╭─ The data

// Dweve Perfsuite - Benchmark Suite Inspection Toolkit
//
// Copyright (c) 2025 Dweve IP B.V. and individual contributors.
//
// SPDX-License-Identifier: Apache-2.0
//
// Licensed under the Apache License, Version 2.0 (the "License");
// you may not use this file except in compliance with the License.
// You may obtain a copy of the License in the LICENSE file at the
// root of this repository or at: http://www.apache.org/licenses/LICENSE-2.0
//
// Unless required by applicable law or agreed to in writing, software
// distributed under the License is distributed on an "AS IS" BASIS,
// WITHOUT WARRANTIES OR CONDITIONS OF ANY KIND, either express or implied.
// See the License for the specific language governing permissions and
// limitations under the License.

//! System command - show, tune or reset performance knobs

use super::print_lines;
use crate::error::CliError;
use crate::render::diagnostic_lines;
use crate::system::{Action, System, SystemConfig};
use perfsuite_core::Diagnostics;

/// Run `action` on every operation supported by the host.
///
/// Errors of individual operations are printed after the state; any of
/// them makes the command fail.
pub fn system(action: Action) -> Result<(), CliError> {
    let config = SystemConfig::default();
    let mut system = System::detect(&config);
    tracing::debug!(
        ?action,
        operations = ?system.operation_names(),
        "running system operations"
    );

    let mut diagnostics = Diagnostics::new();
    let report = system.run(action, &mut diagnostics);

    let mut lines = report.messages;
    if !lines.is_empty() {
        lines.push(String::new());
    }
    lines.extend(report.state);

    let count = diagnostics.errors().count();
    if count > 0 {
        lines.push(String::new());
        lines.extend(diagnostic_lines(&diagnostics));
    }
    print_lines(&lines)?;

    if count > 0 {
        return Err(CliError::SystemErrors { count });
    }
    Ok(())
}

╰─

What is required - Check every line of the data above for the string "under", and copy those that have it.

Solution below -
// Licensed under the Apache License, Version 2.0 (the "License");
// distributed under the License is distributed on an "AS IS" BASIS,
// limitations under the License.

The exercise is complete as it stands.